Efímeros azares, efímeras suertes de felicidad.

Qué bien poder hablar con alguien sobre perderse o estar perdido, sobre las lenguas y las ciudades, sobre la música y los museos, hablar del café y de los cafés, del jazz y de Charlie Parker, del retrato tan perfecto de un Budha oriental dibujado por un Hesse alemán, europeo, occidental.
Qué bien poder hablar con alguien que no le saca a uno al menos treinta años, con alguien de la misma condición, con los mismos problemas, que no, por una vez, no con otros más adultos que se tendrán, que tendré, y que ya alcanzo a percibir bajo el polvo y el tiempo.

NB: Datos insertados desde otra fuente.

//! # shopkit-storefront: Storefront Flows for shopkit
//!
//! The async half of shopkit. Every flow here depends on something outside the
//! process (a rate provider, a mailer, the wall clock) and reaches it through a
//! port trait so tests can swap in mocks.
//!
//! ## Architecture Overview
//! ```text
//! ┌─────────────────────────────────────────────────────────────────────────┐
//! │                        shopkit-storefront                               │
//! │                                                                         │
//! │  ┌──────────────────────────────────────────────────────────────────┐  │
//! │  │                      Storefront                                  │  │
//! │  │  price_in_currency · shipping_info · render_page · submit_order  │  │
//! │  │  sign_up · login · is_online · get_discount                      │  │
//! │  └────────────────────────────┬─────────────────────────────────────┘  │
//! │                               │ Arc<dyn Port>                           │
//! │         ┌─────────────────────┼─────────────────────┐                  │
//! │         ▼                     ▼                     ▼                   │
//! │  ┌────────────────┐  ┌────────────────┐  ┌────────────────────────┐    │
//! │  │ ports          │  │ adapters       │  │ config                 │    │
//! │  │ ExchangeRates  │◄─│ ConfiguredRates│◄─│ storefront.toml        │    │
//! │  │ Mailer, Clock  │  │ LogMailer      │  │ + SHOPKIT_* env vars   │    │
//! │  │ ...            │  │ SystemClock    │  │                        │    │
//! │  └────────────────┘  └────────────────┘  └────────────────────────┘    │
//! │                                                                         │
//! │  fetch_data ──► NumberFeed (simulated latency, may fail)               │
//! └─────────────────────────────────────────────────────────────────────────┘
//! ```
//!
//! ## Module Organization
//! - [`adapters`] - In-process port implementations
//! - [`config`] - Storefront configuration (TOML file + environment)
//! - [`error`] - Storefront and fetch error types
//! - [`fetch`] - Async numeric fetch with failure path
//! - [`ports`] - Collaborator traits
//! - [`storefront`] - The flows themselves
//!
//! ## Usage
//!
//! ```rust,ignore
//! use shopkit_storefront::{Storefront, StorefrontConfig};
//!
//! let config = StorefrontConfig::load_or_default(None);
//! let shop = Storefront::with_defaults(config);
//!
//! println!("{}", shop.shipping_info("London"));
//! shop.sign_up("name@domain.com").await?;
//! ```

// =============================================================================
// Module Declarations
// =============================================================================

pub mod adapters;
pub mod config;
pub mod error;
pub mod fetch;
pub mod ports;
pub mod storefront;

// =============================================================================
// Re-exports
// =============================================================================

pub use adapters::{
    ConfiguredRates, FixedClock, FlatRateShipping, LogMailer, RandomCodeGenerator,
    SandboxGateway, SystemClock, TracingAnalytics,
};
pub use config::{PaymentSettings, ShippingSettings, StoreSettings, StorefrontConfig};
pub use error::{FetchError, StorefrontError, StorefrontResult};
pub use fetch::{fetch_data, fetch_data_from, SimulatedFeed};
pub use ports::{
    Analytics, Clock, CodeGenerator, ExchangeRates, Mailer, NumberFeed, PaymentGateway,
    ShippingQuotes,
};
pub use storefront::{Collaborators, Storefront};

Decir viajé a tal ciudad, y no tener que responder a un ¿y cuánto costó, cuántos días, qué compraste, para qué? (esas preguntas que tanto repudiaba el amigo del Principito, el piloto de avión), y sí hacerlo a un ¿te gustó la ciudad, cómo eran las calles, las casas, los colores?

Qué bien poder hablar con alguien, con ese primer alguien que alaba cierta compañía de vuelo por sus vuelos, por su democratización, en contraposición con esa inmensa mayoría, esa inmensa masa compacta y densa y pastosa que tanto la critica por la dificultad de los trámites, por las exigencias totalitarias,  por la poca exquisitez… Pues, ¿qué otra exquisitez que viajar por el precio de un pulóver y dejarse tragar, consumir lentamente en corrientes del Sena y en ese fuego sordo de la rue de la Huchette, que hallarse así con poco más que una bolsa, algún libro, algo de tinta, en un pueblecito belga, qué más da el lugar, qué mayor exquisitez que abandonarse en un hostal, el más pequeño, el más pobre, que despegar un viernes y aterrizar (¡aterrizar!) un domingo para volver a entrar en ese eterno retorno de las alarmas y la tostada quemada, de la ducha fría a las siete y el almuerzo a la una y cinco, del café que se enfría y de los paraguas rotos, todo en papel milimetrado, todo, todo, todo, uno, dos, tres…

Pero qué efímeros estos alguien, estas personas, anónimos, estos pequeños espejos imperfectos a los que nos miramos un día; qué fugaces y casuales, y papel que vuela, y hoja que cae, siempre en ese azar de idas y vueltas, ora me quedo y te conozco, ora me marcho y te comienzo a desconocer, pero antes, hubo un antes, antes, antes, ¿entiendes?

Y entonces quedan los antes, las tardes de dos guitarras, los domingos en tiendas de segunda mano en una ciudad de mar inglés, las horas de cafés y libros y paseos por los cementerios, un pueblo perdido vestido de verde y lluvia, los mediodías de Herman Hesse, la luz de las vidrieras, los cantos de una iglesia anglicana con libros de canciones y ladrillos rojos, la palabra, el antes, el swing…

Efímeros azares, efímeras suertes de felicidad.